Although stage fright -- or performance anxiety -- caused by speaking before the tame cameras of Egypt's state television may have caused Qandil to confuse women's nipples with the teats of baby bottles, there is the possibility, however faint, that the prime minister is privy to some groundbreaking research of which the rest of us humble mortals are unaware.

After all, unlike the "ignorant peasants" he lambasts, Qandil has a master's degree and a Ph.D. in agricultural engineering from two different U.S. universities, though one is located in Utah, where his views of science may have been coloured by the local culture. If "creationist" pseudoscience can posit that the universe was created fewer than 10,000 years ago and advocate what I call the "Fred Flintstone theory" of the Jurassic age, why can't Qandil find a causal link between dirty boobs and the runs?

However, a cursory perusal of the scientific literature on breastfeeding uncovers no connection between the cleanliness of a mother's breasts and diarrhoea in her infant. In fact, mother's milk is described by doctors as "liquid gold" and is a good preventer of and antidote against diarrhoea.

Qandil's remarks confirm previous theories that denial truly is a river running through the minds of Egyptian officials.

But wouldn't life be so much easier for the new PM if his theory were correct? Then, instead of being forced to grapple with the problems his government has inherited from the former regime -- poverty, pollution, unhygienic water supplies, poor nutrition, high illiteracy -- he could solve the daunting challenge of high infant mortality in the countryside by simply going online and ordering millions of packets of antibacterial wipes or, more ambitiously yet, install a power shower in each rural mud-brick home.

The cynic in me suspects that this could be what is behind Qandil's gaffe: the desire to divert attention from his government's failure to do anything constructive about, and find simplistic, quick fixes for the country's nagging socio-economic problems.

This interpretation would actually be a relief in comparison with the prospect that Qandil, a supposedly highly educated man, actually believes what he said. But I fear that the prime minister may well have been deadly serious.

His outburst is reflective of the new Islamist leadership's -- and the conservative constituency they represent -- obsession with women and the female body, and their apparent conviction that all society's ills can be traced back to a woman's breasts and vagina, and a family's and society's honour hangs on that flimsy thread known as the hymen.

This reality about Egypt's body politic was on full display during the recent controversy surrounding the nude Egyptian protester, Aliaa ElMahdy, whose naked body was transformed by conservatives into some kind of biological WMD -- a dirty bomb -- amid suggestions that she could single-handedly obliterate Egypt's social fabric.

Interestingly, from a psychological perspective, is how religious conservatives appear to be obsessed by what they find most reprehensible, and fantasise, like the "Desert Fathers" did of Satan tempting them away from their solitude with sexual dreams, about the female body.

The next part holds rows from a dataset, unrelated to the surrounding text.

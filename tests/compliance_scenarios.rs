//! Worked examples of compliance evaluation, grouped tables and the
//! indicator scorecard.

use monitoring_report::compliance::{evaluate, UnknownReason, Verdict};
use monitoring_report::config::{
    DisplayLabels, IndicatorDefinition, ParameterCategory, ThresholdTable,
};
use monitoring_report::core::{ColumnNames, SampleRecord, SampleSet};
use monitoring_report::scorecard::build_scorecard;
use monitoring_report::tables::{build_grouped_table, Cell, GroupedTableSpec};
use pretty_assertions::assert_eq;

fn thresholds() -> ThresholdTable {
    ThresholdTable::new().with_value("ClassX", "Cromo", 0.05)
}

#[test]
fn one_exceedance_out_of_two_rows_is_fifty_percent() {
    let samples = SampleSet::new(vec![
        SampleRecord::new("Point1", "Superfície", "ClassX").with_number("Cromo", 0.04),
        SampleRecord::new("Point1", "Fundo", "ClassX").with_number("Cromo", 0.06),
    ]);

    let evaluation = evaluate(&samples, &["Cromo"], &thresholds());

    let verdicts: Vec<(&str, Option<bool>)> = evaluation
        .records
        .iter()
        .map(|r| (r.stratum_tag.as_str(), r.compliant()))
        .collect();
    assert_eq!(verdicts, vec![("Superfície", Some(true)), ("Fundo", Some(false))]);
    assert_eq!(evaluation.rate(), Some(50.0));
}

#[test]
fn missing_value_is_unknown_and_left_out_of_the_rate() {
    let samples = SampleSet::new(vec![
        SampleRecord::new("Point1", "Superfície", "ClassX").with_number("Cromo", 0.04),
        SampleRecord::new("Point1", "Fundo", "ClassX"),
    ]);

    let evaluation = evaluate(&samples, &["Cromo"], &thresholds());

    assert_eq!(
        evaluation.records[1].verdict,
        Verdict::Unknown(UnknownReason::ValueUnavailable)
    );
    assert_eq!(evaluation.records[1].value, None);
    assert_eq!(evaluation.records[1].limit, None);
    assert_eq!(evaluation.summary.unknown, 1);
    assert_eq!(evaluation.rate(), Some(100.0));
}

#[test]
fn unknown_class_and_text_limit_are_distinct_reasons() {
    let table = thresholds().with_limit(
        "ClassX",
        "Coliformes",
        monitoring_report::config::ThresholdEntry::Text("Ausentes em 100 mL".into()),
    );
    let samples = SampleSet::new(vec![
        SampleRecord::new("P1", "", "ClassX").with_number("Coliformes", 0.0),
        SampleRecord::new("P2", "", "ClassY").with_number("Cromo", 0.01),
    ]);

    let evaluation = evaluate(&samples, &["Coliformes", "Cromo"], &table);
    let verdicts: Vec<Verdict> = evaluation.records.iter().map(|r| r.verdict).collect();

    assert_eq!(
        verdicts,
        vec![
            Verdict::Unknown(UnknownReason::LimitNonNumeric),
            Verdict::Unknown(UnknownReason::ValueUnavailable),
            Verdict::Unknown(UnknownReason::LimitUndefined),
            Verdict::Unknown(UnknownReason::LimitUndefined),
        ]
    );
    assert_eq!(evaluation.rate(), None);
}

#[test]
fn grouped_table_merges_non_adjacent_rows_of_a_point() {
    let samples = SampleSet::new(vec![
        SampleRecord::new("P1", "Superfície", "ClassX").with_number("Cromo", 0.01),
        SampleRecord::new("P2", "Superfície", "ClassX").with_number("Cromo", 0.02),
        SampleRecord::new("P1", "Fundo", "ClassX").with_number("Cromo", 0.03),
    ]);
    let columns = ColumnNames::default();
    let category = ParameterCategory::new("metais", ["Cromo"]);

    let table = build_grouped_table(
        &samples,
        GroupedTableSpec {
            columns: &columns,
            category: &category,
            include_stratum: true,
        },
    );

    let labels: Vec<Cell> = table.column_cells("Ponto").into_iter().cloned().collect();
    assert_eq!(
        labels,
        vec![Cell::text("P1"), Cell::Empty, Cell::text("P2")]
    );
    let values: Vec<String> = table
        .column_cells("Cromo")
        .into_iter()
        .map(Cell::display)
        .collect();
    assert_eq!(values, vec!["0.01", "0.03", "0.02"]);

    let spans: Vec<(usize, usize)> = table
        .merges()
        .iter()
        .map(|m| (m.first_row, m.row_count))
        .collect();
    assert_eq!(spans, vec![(0, 2), (2, 1)]);
}

#[test]
fn indicator_without_records_has_no_scorecard_row() {
    let samples = SampleSet::new(vec![
        SampleRecord::new("P1", "", "ClassX").with_number("Cromo", 0.04),
    ]);
    let evaluation = evaluate(&samples, &["Cromo"], &thresholds());
    let catalog = vec![
        IndicatorDefinition::new("Cromo dentro do limite", "Cromo").with_target("≤ 0,05"),
        IndicatorDefinition::new("Oxigênio dissolvido", "OD").with_target("≥ 5"),
    ];

    let table = build_scorecard(&catalog, &evaluation, &DisplayLabels::default());

    assert_eq!(table.row_count(), 1);
    assert_eq!(
        table.rows()[0],
        vec![
            Cell::text("Cromo dentro do limite"),
            Cell::text("≤ 0,05"),
            Cell::text("Alcançado"),
        ]
    );
}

An extreme, and extremely warped, example of this was the infamous and widely condemned fatwa by a cleric of al-Azhar who creatively resolved the conservative conundrum over mixed workplaces by suggesting women breastfeed their male colleagues, thereby becoming their "mothers."

Rather than the "penis envy" Freud developed, it would appear that Egypt, and patriarchal society in general, is obsessed with breast and vagina envy.

Echoing the "War on Women" across the Atlantic, Islamists, particularly ultra-conservative Salafists, have launched a far more vicious offensive against Egyptian women, which has played itself out on the streets, in the form of violence, including the rape of female protesters, and then blaming the victim for the crime she endured.

But Egyptian women and their allies have not taken this passively, and have been out in force demanding their rights -- and granting them full equality will be good both for women and society as a whole, despite the anxieties of the patriarchy.